卡蕾忒被“荷西”邪欲氾濫的整張臉激怒,羞憤之中高聲吶喝一句,展開兩臂將他從自己身前推出幾米遠。
她知道波塞頓對她絕沒安好心,自己絕不要向他屈服——
在那憤怒的喊叫聲,她身後餐桌上的四瓶純淨水齊齊升到半空。
只聽“砰砰砰砰”幾聲震響過後,塑料水瓶全部爆開,瓶子裡的純淨水在卡蕾忒與“荷西”身體之間的上空幻化爲四個透明的冰球,每一個冰球渾身都遍佈了尖而利的長刺。殺機必露的冷光從枚枚長刺的刺根現出,沿着長刺凜寒的周身徑直延展到長刺的頂峰,化作點點灼目星寒的閃光此消彼現。
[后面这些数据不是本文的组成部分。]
use thiserror::Error;

/// Errors raised by the forecasting core.
///
/// Every variant is returned synchronously from the call that detects it.
/// The core never logs or swallows these; presentation is up to the caller.
#[derive(Debug, Error, Clone, PartialEq)]
pub enum ForecastError {
    #[error("No price data found. Check the log format (expected `SYMBOL - $price - timestamp`)")]
    EmptyDataset,

    #[error("Insufficient data: {len} prices cannot fill a window of {window_size} plus one target")]
    InsufficientData { len: usize, window_size: usize },

    #[error("Model is not trained yet")]
    NotTrained,

    #[error("Window size must be at least 1")]
    InvalidWindowSize,

    #[error("Epochs must be at least 1")]
    InvalidEpochs,

    #[error("Regression model failure: {0}")]
    Model(String),
}
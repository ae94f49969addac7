use crate::application::ml::regressor::RegressorKind;
use crate::config::ForecastConfig;
use std::collections::HashMap;
use std::path::PathBuf;

fn lookup(vars: &[(&str, &str)]) -> impl Fn(&str) -> Option<String> {
    let map: HashMap<String, String> = vars
        .iter()
        .map(|(k, v)| (k.to_string(), v.to_string()))
        .collect();
    move |key: &str| map.get(key).cloned()
}

#[test]
fn test_config_defaults() {
    let config = ForecastConfig::from_lookup(lookup(&[])).unwrap();

    assert_eq!(config.log_path, PathBuf::from("stock_data.txt"));
    assert_eq!(config.symbol, None);
    assert_eq!(config.window_size, 10);
    assert_eq!(config.epochs, 15);
    assert_eq!(config.regressor.kind, RegressorKind::Mlp);
    assert_eq!(config.regressor.mlp.batch_size, 16);
    assert!((config.regressor.mlp.learning_rate - 0.001).abs() < 1e-12);
    assert_eq!(config.regressor.forest.n_trees, 100);
}

#[test]
fn test_config_overrides() {
    let config = ForecastConfig::from_lookup(lookup(&[
        ("PRICECAST_LOG_PATH", "/tmp/crypto_data.txt"),
        ("PRICECAST_SYMBOL", " btc "),
        ("PRICECAST_WINDOW_SIZE", "4"),
        ("PRICECAST_EPOCHS", "200"),
        ("PRICECAST_REGRESSOR", "forest"),
        ("PRICECAST_FOREST_TREES", "25"),
        ("PRICECAST_FOREST_MAX_DEPTH", "6"),
        ("PRICECAST_SEED", "7"),
    ]))
    .unwrap();

    assert_eq!(config.log_path, PathBuf::from("/tmp/crypto_data.txt"));
    assert_eq!(config.symbol.as_deref(), Some("BTC"));
    assert_eq!(config.window_size, 4);
    assert_eq!(config.epochs, 200);
    assert_eq!(config.regressor.kind, RegressorKind::Forest);
    assert_eq!(config.regressor.forest.n_trees, 25);
    assert_eq!(config.regressor.forest.max_depth, 6);
    assert_eq!(config.regressor.mlp.seed, 7);
}

#[test]
fn test_config_rejects_bad_values() {
    let err = ForecastConfig::from_lookup(lookup(&[("PRICECAST_WINDOW_SIZE", "ten")])).unwrap_err();
    assert!(err.to_string().contains("PRICECAST_WINDOW_SIZE"));

    assert!(ForecastConfig::from_lookup(lookup(&[("PRICECAST_EPOCHS", "0")])).is_err());
    assert!(ForecastConfig::from_lookup(lookup(&[("PRICECAST_REGRESSOR", "lstm")])).is_err());
    assert!(ForecastConfig::from_lookup(lookup(&[("PRICECAST_LEARNING_RATE", "-0.1")])).is_err());
}

#[test]
fn test_blank_symbol_means_all_symbols() {
    let config = ForecastConfig::from_lookup(lookup(&[("PRICECAST_SYMBOL", "   ")])).unwrap();
    assert_eq!(config.symbol, None);
}
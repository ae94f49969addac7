use crate::domain::forecasting::{PriceRecord, PriceSeries, RecordParser};
use anyhow::{Context, Result};
use chrono::NaiveDateTime;
use std::fs::{self, OpenOptions};
use std::io::Write;
use std::path::{Path, PathBuf};
use tracing::info;

const TIMESTAMP_FORMAT: &str = "%Y-%m-%d %H:%M:%S";

/// Line-oriented price log on disk (`SYMBOL - $price - timestamp`).
#[derive(Debug, Clone)]
pub struct PriceLog {
    path: PathBuf,
}

impl PriceLog {
    pub fn new(path: impl Into<PathBuf>) -> Self {
        Self { path: path.into() }
    }

    pub fn path(&self) -> &Path {
        &self.path
    }

    pub fn read_lines(&self) -> Result<Vec<String>> {
        let content = fs::read_to_string(&self.path)
            .with_context(|| format!("Failed to read price log {:?}", self.path))?;
        Ok(content.lines().map(str::to_string).collect())
    }

    pub fn records(&self) -> Result<Vec<PriceRecord>> {
        Ok(RecordParser::parse_records(self.read_lines()?))
    }

    /// Prices from the log, optionally restricted to one symbol.
    pub fn series(&self, symbol: Option<&str>) -> Result<PriceSeries> {
        let records = self.records()?;
        info!("Loaded {} price records from {:?}", records.len(), self.path);

        let series = match symbol {
            Some(symbol) => PriceSeries::for_symbol(&records, symbol),
            None => PriceSeries::from_records(&records),
        };
        series.with_context(|| format!("No usable prices in {:?}", self.path))
    }

    /// Appends one prediction line, creating the file if needed.
    pub fn append_prediction(
        &self,
        symbol: &str,
        value: f64,
        at: NaiveDateTime,
    ) -> Result<String> {
        let line = format_prediction_record(symbol, value, at);

        let needs_newline = fs::read(&self.path)
            .map(|bytes| bytes.last().is_some_and(|b| *b != b'\n'))
            .unwrap_or(false);

        let mut file = OpenOptions::new()
            .create(true)
            .append(true)
            .open(&self.path)
            .with_context(|| format!("Failed to open price log {:?}", self.path))?;

        if needs_newline {
            writeln!(file)?;
        }
        writeln!(file, "{}", line)
            .with_context(|| format!("Failed to append to price log {:?}", self.path))?;

        Ok(line)
    }
}

/// `Prediction - SYMBOL - Predicted Value: $x.xx - YYYY-MM-DD HH:MM:SS`
///
/// The symbol sits in the price field position, so the parser never reads
/// these lines back as observations.
pub fn format_prediction_record(symbol: &str, value: f64, at: NaiveDateTime) -> String {
    format!(
        "Prediction - {} - Predicted Value: ${:.2} - {}",
        symbol.to_uppercase(),
        value,
        at.format(TIMESTAMP_FORMAT)
    )
}

#[cfg(test)]
mod tests {
    use super::*;
    use chrono::NaiveDate;

    fn at() -> NaiveDateTime {
        NaiveDate::from_ymd_opt(2024, 10, 19)
            .unwrap()
            .and_hms_opt(14, 5, 0)
            .unwrap()
    }

    #[test]
    fn test_prediction_record_format() {
        let line = format_prediction_record("aapl", 190.126, at());
        assert_eq!(
            line,
            "Prediction - AAPL - Predicted Value: $190.13 - 2024-10-19 14:05:00"
        );
        assert!(RecordParser::parse_line(&line).is_none());
    }
}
冰白色的寒氣從這四個球體內部滲透出來,在這對兀立對峙着的男女頭頂匯聚爲一團團流卷不停的涼薄霧氣。
“荷西”舉首,冷眼向着頭頂上方的冰球看了一眼後不屑笑着撥正頭顱,將邪肆的目光重新放到卡蕾忒身上。
剛邁步向前走了一步,站在對面的她立刻斷喝一聲:
“你別過來!否則我對你不客氣!”
“不錯哦,你現在的控水能力又長進了不少。這次我不會再與你交手,你儘管向我攻過來吧。就怕最先被你的法術傷到的人並不是我!”
“你說什麼……”
卡蕾忒突而張大了雙眼,聲音顫顫巍巍起來。“荷西”別有用心的提示令她心驚肉跳,激昂的鬥志立刻被減損了不少。
“我說什麼?我沒說什麼!呵呵……我只是在想,如果現在我這幅身軀受到任何傷害對我而言也沒什麼大不了,反正只是借來的,大不了我再去找下一個寄身!”
“你……”
卡蕾忒登時無言以對。
沒錯,我怎麼一衝動就忘了,波塞頓如今用的是荷西的肉身。倘若我以法術攻擊,也許對他的元靈不會產生太大破壞,可是荷西的肉身……
一想到這裡,卡蕾忒當下慌亂不已。
此時此刻她可以肯定,海王波賽頓再次重生後以荷西的身體承託他的元靈的做法從一開始便有他的險惡居心。
這種做法,不單單只是爲了使得他的元靈受到保護,最關鍵的一點就是讓她完全處於被動的境地。
就像現在這般,自己因爲顧及荷西的安危,向他攻擊也不是,不攻擊也不是,反反覆覆舉棋不定,心中不盡百般愁苦。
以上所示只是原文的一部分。